Sunday, March 16, 2014

Book Review: The Checklist Manifesto

The Checklist Manifesto: How to Get Things RightThe Checklist Manifesto: How to Get Things Right by Atul Gawande

My rating: 4 of 5 stars


Great!  I knew when I saw Dr. Gawande on TV talking about this book that I couldn't wait to read it.  And am I ever glad I did!  Such a simple device, the checklist.  But too often it is overlooked, ignored, even maligned.  Sometimes the solutions to the problems we face are right under our noses... Time to stop resisting!

Click here to download my two-page summary.

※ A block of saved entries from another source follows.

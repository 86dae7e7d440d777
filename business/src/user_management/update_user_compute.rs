//! "Update user" compute plus command.
//!
//! Used by the activation toggle. Toggles are queued in [`UpdateUserInput`]
//! and sent one at a time: a new [`UpdateUserCommand`] is only dispatched
//! once the previous one has finished, so no update is ever cancelled by a
//! later one.

use std::any::Any;
use std::collections::VecDeque;

use roster_states::{
    Command, CommandFuture, CommandSnapshot, Compute, LatestOnlyUpdater, SnapshotClone, State,
    assign_impl, state_assign_impl,
};

use crate::BusinessConfig;
use crate::user::User;
use crate::user_management::api;

/// Input and bookkeeping of the update queue, owned by the UI thread.
#[derive(Debug, Clone, Default, PartialEq, Eq)]
pub struct UpdateUserInput {
    /// Record the next [`UpdateUserCommand`] sends.
    pub user: Option<User>,
    /// Toggled records waiting for the running update to finish.
    pub queued: VecDeque<User>,
    /// Generation of the dispatched update that has not reported back yet.
    pub dispatched: Option<u64>,
    /// One message per failed update, kept until the next toggle that starts
    /// from an empty queue.
    pub failures: Vec<String>,
}

impl UpdateUserInput {
    pub fn is_busy(&self) -> bool {
        self.dispatched.is_some()
    }
}

impl SnapshotClone for UpdateUserInput {
    fn clone_boxed(&self) -> Option<Box<dyn Any + Send>> {
        Some(Box::new(self.clone()))
    }
}

impl State for UpdateUserInput {
    fn as_any(&self) -> &dyn Any {
        self
    }

    fn as_any_mut(&mut self) -> &mut dyn Any {
        self
    }

    fn assign_box(&mut self, new_self: Box<dyn Any + Send>) {
        state_assign_impl(self, new_self);
    }
}

/// Every variant but `Idle` carries the generation of the run it describes.
#[derive(Debug, Clone, Default, PartialEq, Eq)]
pub enum UpdateUserState {
    #[default]
    Idle,
    InFlight {
        login: String,
        generation: u64,
    },
    Saved {
        login: String,
        generation: u64,
    },
    Error {
        login: String,
        message: String,
        generation: u64,
    },
}

#[derive(Debug, Clone, Default, PartialEq, Eq)]
pub struct UpdateUserCompute {
    pub state: UpdateUserState,
}

impl UpdateUserCompute {
    /// Generation of the run that reported a final outcome, saved or failed.
    pub fn finished_generation(&self) -> Option<u64> {
        match self.state {
            UpdateUserState::Saved { generation, .. } | UpdateUserState::Error { generation, .. } => {
                Some(generation)
            }
            _ => None,
        }
    }

    pub fn error_message(&self) -> Option<&str> {
        match &self.state {
            UpdateUserState::Error { message, .. } => Some(message.as_str()),
            _ => None,
        }
    }
}

impl SnapshotClone for UpdateUserCompute {}

impl Compute for UpdateUserCompute {
    fn as_any(&self) -> &dyn Any {
        self
    }

    fn assign_box(&mut self, new_self: Box<dyn Any + Send>) {
        assign_impl(self, new_self);
    }
}

/// PUTs [`UpdateUserInput::user`].
#[derive(Debug, Default)]
pub struct UpdateUserCommand;

impl Command for UpdateUserCommand {
    fn run(&self, snap: CommandSnapshot, updater: LatestOnlyUpdater) -> CommandFuture {
        let config = snap.state::<BusinessConfig>().clone();
        let user = snap.state::<UpdateUserInput>().user.clone();
        let generation = updater.task_id().generation();

        Box::pin(async move {
            let Some(user) = user else {
                log::warn!("UpdateUserCommand dispatched without a user");
                updater.set(UpdateUserCompute {
                    state: UpdateUserState::Error {
                        login: String::new(),
                        message: "no user to update".to_owned(),
                        generation,
                    },
                });
                return;
            };
            let login = user.login.clone();

            log::info!("updating user {login} (activated={})", user.activated);
            updater.set(UpdateUserCompute {
                state: UpdateUserState::InFlight {
                    login: login.clone(),
                    generation,
                },
            });

            let state = match api::update_user(&config, &user).await {
                Ok(saved) => UpdateUserState::Saved {
                    login: saved.login,
                    generation,
                },
                Err(err) => {
                    log::warn!("updating user {login} failed: {err}");
                    UpdateUserState::Error {
                        login,
                        message: err.to_string(),
                        generation,
                    }
                }
            };
            updater.set(UpdateUserCompute { state });
        })
    }
}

For the last couple of years I have been working with a client organization who hired me to facilitate a series of management team meetings as they redeveloped their policy and procedure handbook.  What to leave in and what to leave out has been the perpetual discussion.  At what point does descriptive narrative meant to train new employees become oppressive to those who must implement management's directives?  Is it possible to be the kind of manager who defines desired outcomes and leaves the "how to" part to staff - and still be in compliance with the federal, state, and local laws governing this particular client's activities?  It's been a fine line.

Enter The Checklist.  It's all the stuff people have to remember (and no one can remember everything about today's complex jobs no matter how long-serving) without stifling creativity or crushing personal motivation. The nearly 200 pages of The Checklist Manifesto are entertaining as well as informative.  Gawande has provided a robust analysis of the value of a simple checklist that is compelling and memorable.  From surgery, to skyscraper building, to the steps involved in posting a blog, we all benefit from writing it down.  Whatever the investment of time required to create a checklist on the front end of a task can be reimbursed a hundred fold by the time and effort saved correcting problems on the back end. 

A good checklist can saves lives, too.  Dr. Gawande and his colleagues at the World Health Organization are proving it.  Captain Chesley "Sully" Sullenberger, who famously landed the airplane on the Hudson River in January 2009, gladly acknowledges that he and co-pilot Jeffrey Skiles used an emergency checklist to avoid disaster and save the lives of 155 people that day.  They had training and experience, yes, but no one on earth could have remembered what to do in the few seconds they had to decide what steps they needed to keep that plane from crashing.  Their experience provided the discipline to run the list and their training taught them how to do what was there.  But it was the list that prompted the right actions. What better argument can there be?